Further, when all k-mer sequences are extracted by traversing the complete reference genome, the k-mer sequences need to be sequenced and de-duplicated, and the specific process comprises the following steps:
according to the sequence content of the first f bp of the k-mer as a file name, wherein bp represents the total quantity of bases, writing the quadruple corresponding to the k-mer sequence into a corresponding temporary file;
then, importing all k-mer sequences in a file into a memory, performing quick sequencing on k-mers in the file in the current memory to enable quadruplets corresponding to the k-mer sequences in the file to be ordered, and outputting the quadruplets to a hard disk to form a corresponding ordered file;
quick sequencing: traversing the k-mer set in the current file from the beginning, merging adjacent identical k-mer sequences, and merging offset position combinations corresponding to the k-mers;
and sequentially importing all files into a memory and rapidly sequencing the files to generate all different k-mer sequences and ensure that the position sets corresponding to the k-mers are orderly.

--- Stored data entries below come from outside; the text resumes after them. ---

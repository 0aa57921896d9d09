// Copyright (c) 2025 Fabstir
// SPDX-License-Identifier: BUSL-1.1
//! Service configuration
//!
//! Defaults, then an optional TOML file, then environment variables.

use serde::{Deserialize, Serialize};
use std::env;
use std::fmt;
use std::path::{Path, PathBuf};
use std::str::FromStr;
use thiserror::Error;

use crate::vision::MAX_IMAGE_SIZE;

#[derive(Debug, Error)]
pub enum ConfigError {
    #[error("Failed to read config file {path}: {source}")]
    Read {
        path: String,
        #[source]
        source: std::io::Error,
    },

    #[error("Failed to parse config file {path}: {source}")]
    Parse {
        path: String,
        #[source]
        source: toml::de::Error,
    },

    #[error("Invalid configuration: {0}")]
    Invalid(String),
}

/// Detector model locations, SeetaFace funnel-structured cascade `.bin` files.
/// A role without a model finds nothing.
#[derive(Debug, Clone, PartialEq, Serialize, Deserialize)]
#[serde(default)]
pub struct DetectorConfig {
    pub face_model_path: Option<PathBuf>,
    pub eye_model_path: Option<PathBuf>,
}

impl Default for DetectorConfig {
    fn default() -> Self {
        Self {
            face_model_path: Some(PathBuf::from("./models/seeta_fd_frontal_v1.0.bin")),
            eye_model_path: None,
        }
    }
}

/// Random-result surface mounted next to the real one
#[derive(Debug, Clone, PartialEq, Serialize, Deserialize)]
#[serde(default)]
pub struct MockConfig {
    /// Mount the mock surface (default: true)
    pub enabled: bool,
    /// Fixed RNG seed; random when unset
    pub seed: Option<u64>,
}

impl Default for MockConfig {
    fn default() -> Self {
        Self {
            enabled: true,
            seed: None,
        }
    }
}

#[derive(Debug, Clone, PartialEq, Serialize, Deserialize)]
#[serde(default)]
pub struct ServiceConfig {
    /// Address the HTTP server binds (default: 127.0.0.1:8080)
    pub listen_addr: String,
    /// Timeout for fetching `image_url` in seconds (default: 10)
    pub fetch_timeout_secs: u64,
    /// Largest accepted image in bytes (default: 10MB)
    pub max_image_bytes: usize,
    pub detector: DetectorConfig,
    pub mock: MockConfig,
}

impl Default for ServiceConfig {
    fn default() -> Self {
        Self {
            listen_addr: "127.0.0.1:8080".to_string(),
            fetch_timeout_secs: 10,
            max_image_bytes: MAX_IMAGE_SIZE,
            detector: DetectorConfig::default(),
            mock: MockConfig::default(),
        }
    }
}

impl ServiceConfig {
    /// Load configuration from environment variables over the defaults
    pub fn from_env() -> Result<Self, ConfigError> {
        let mut config = Self::default();
        config.apply_env()?;
        Ok(config)
    }

    /// Load a TOML file, then apply environment overrides
    pub fn from_file(path: &Path) -> Result<Self, ConfigError> {
        let text = std::fs::read_to_string(path).map_err(|source| ConfigError::Read {
            path: path.display().to_string(),
            source,
        })?;
        let mut config: ServiceConfig =
            toml::from_str(&text).map_err(|source| ConfigError::Parse {
                path: path.display().to_string(),
                source,
            })?;
        config.apply_env()?;
        Ok(config)
    }

    fn apply_env(&mut self) -> Result<(), ConfigError> {
        self.apply_vars(|name| env::var(name).ok())
    }

    /// Apply overrides from `lookup`; a set but unparseable value is an error
    fn apply_vars(
        &mut self,
        lookup: impl Fn(&str) -> Option<String>,
    ) -> Result<(), ConfigError> {
        if let Some(addr) = lookup("API_LISTEN_ADDR") {
            self.listen_addr = addr;
        }
        if let Some(secs) = parse_var(&lookup, "IMAGE_FETCH_TIMEOUT_SECS")? {
            self.fetch_timeout_secs = secs;
        }
        if let Some(bytes) = parse_var(&lookup, "MAX_IMAGE_BYTES")? {
            self.max_image_bytes = bytes;
        }
        if let Some(path) = lookup("FACE_MODEL_PATH") {
            self.detector.face_model_path = (!path.is_empty()).then(|| PathBuf::from(path));
        }
        if let Some(path) = lookup("EYE_MODEL_PATH") {
            self.detector.eye_model_path = (!path.is_empty()).then(|| PathBuf::from(path));
        }
        if let Some(raw) = lookup("MOCK_SURFACE_ENABLED") {
            self.mock.enabled = parse_flag(&raw).ok_or_else(|| {
                ConfigError::Invalid(format!("MOCK_SURFACE_ENABLED '{}' is not a boolean", raw))
            })?;
        }
        if let Some(seed) = parse_var(&lookup, "MOCK_SEED")? {
            self.mock.seed = Some(seed);
        }
        Ok(())
    }

    /// Validate configuration values
    pub fn validate(&self) -> Result<(), ConfigError> {
        if self.listen_addr.parse::<std::net::SocketAddr>().is_err() {
            return Err(ConfigError::Invalid(format!(
                "listen_addr '{}' is not a socket address",
                self.listen_addr
            )));
        }
        if self.fetch_timeout_secs == 0 {
            return Err(ConfigError::Invalid(
                "fetch_timeout_secs must be at least 1".to_string(),
            ));
        }
        if self.max_image_bytes == 0 {
            return Err(ConfigError::Invalid(
                "max_image_bytes must be at least 1".to_string(),
            ));
        }
        Ok(())
    }
}

/// Parse a boolean flag as written in env vars and query strings
pub fn parse_flag(raw: &str) -> Option<bool> {
    match raw.trim().to_ascii_lowercase().as_str() {
        "true" | "1" | "yes" | "on" => Some(true),
        "false" | "0" | "no" | "off" | "" => Some(false),
        _ => None,
    }
}

fn parse_var<T>(
    lookup: impl Fn(&str) -> Option<String>,
    name: &str,
) -> Result<Option<T>, ConfigError>
where
    T: FromStr,
    T::Err: fmt::Display,
{
    lookup(name)
        .map(|raw| {
            raw.trim()
                .parse()
                .map_err(|e| ConfigError::Invalid(format!("{} '{}': {}", name, raw, e)))
        })
        .transpose()
}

Further, the process of determining the unique path unipath according to the number of the incoming edges and the outgoing edges of the nodes comprises the following steps:
firstly, according to the quantity of the incoming edges and the outgoing edges of the nodes, the nodes are divided into the following types:
1) 'X' -type node: a plurality of edges and a plurality of edges;
2) 'FY' node: a plurality of edges and an edge;
3) 'RY' -type node: one in side and a plurality of out sides;
4) 'L' -shaped node: one in side and one out side;
the way in which the start and end nodes of a unique path are formed is several possibilities:
(1) The start and end nodes are the same 'X' -type node;
(2) The start node is a 'FY' type node and the end node is a 'RY' type node;
(3) The starting node is a successor node of an 'X' type node or a successor node of an 'FY' type node and the ending node is a predecessor node of an 'X' type node or a predecessor node of an 'RY' type node;
then traversing all nodes in the graph, and if the current node is the initial node of the unique path, executing backward extension operation; backward extending operation: calculating to obtain a rear-drive node according to the edge information of the current node, if the rear-drive node is an L-shaped node, continuing to extend backwards, and sequentially cycling according to the method until encountering an end node; all unique paths of the graph model can be generated by the method, and each node in the paths is ensured not to be repeated;
all the unique path index files are generated through the method, and each unique path index file is correspondingly used as a unipath.
Further, the specific process of selecting the k-mer with the smallest hash value in the sliding window in the fourth step comprises the following steps:
the minimizer is selected with two key parameters, namely window size and k-mer length; assuming that the sequence of the index to be constructed is L and the length of K-mers is L_K, when the sliding window is selected, (L-L_K+1) K-mers are selected; assuming that the windows size is W, selecting one min_k-mer1 with the smallest hash value from the 5 k-mers with the numbers of 1-5; then, selecting the smallest min_k-mer2 from the 5 of 2 to 6; then 3-7 and so on; the min_k-mers selected by adjacent different minimizer selection windows may be identical, and each repetition is recorded only once; the min_k-mer is called a minimizer.
Further, q=minizer_len in the last Q bits of the hash value is 2-K, where minizer_len represents the MINIMIZER length.
Further, when the minimizer-based group genome index representation and construction are performed for "unipath", the stored data structure of minimizer in unipath graph model is as follows:
the minimizer index of the constructed unpath sequence has a 65bit position area besides a 30bit minimizer storage space;
the location area is: wherein 32 bits are used for storing the ID of the UNITIG to which the minimizer belongs, 32 bits are used for storing the position of the UNITIG to which the minimizer belongs, and 1bit is used for storing the direction of the minimizer relative to the UNITIG.
Further, when the minimizer-based population genome index representation and construction is performed for "alt string", the stored data structure of the minimizer for alt string is as follows:
each item of minimizer of "alt string" is stored as 96bit data structure, all minimzers together form data table; the minimizer belonging to "alt string" has its coordinates uniquely marked as follows:
each minimizer contains a 65-bit location area, wherein,
(a) The 25 bits are used for storing the ID of the window block to which the minimizer belongs;
(b) 19 bits store the ID of the replotype where the minimizer is located;
(c) 22 bits are used to store the location on the replotype;
(d) The 1bit is used to store the orientation of the minimizer relative to the orientation on the replotype.
Further, minimizer-based population genome index representation and construction for "alt string" is performed by constructing an index for only sweet spot variations in the middle of each window block that are close to each other, the sweet spot being a segment of each window block from 25% L to 75% L.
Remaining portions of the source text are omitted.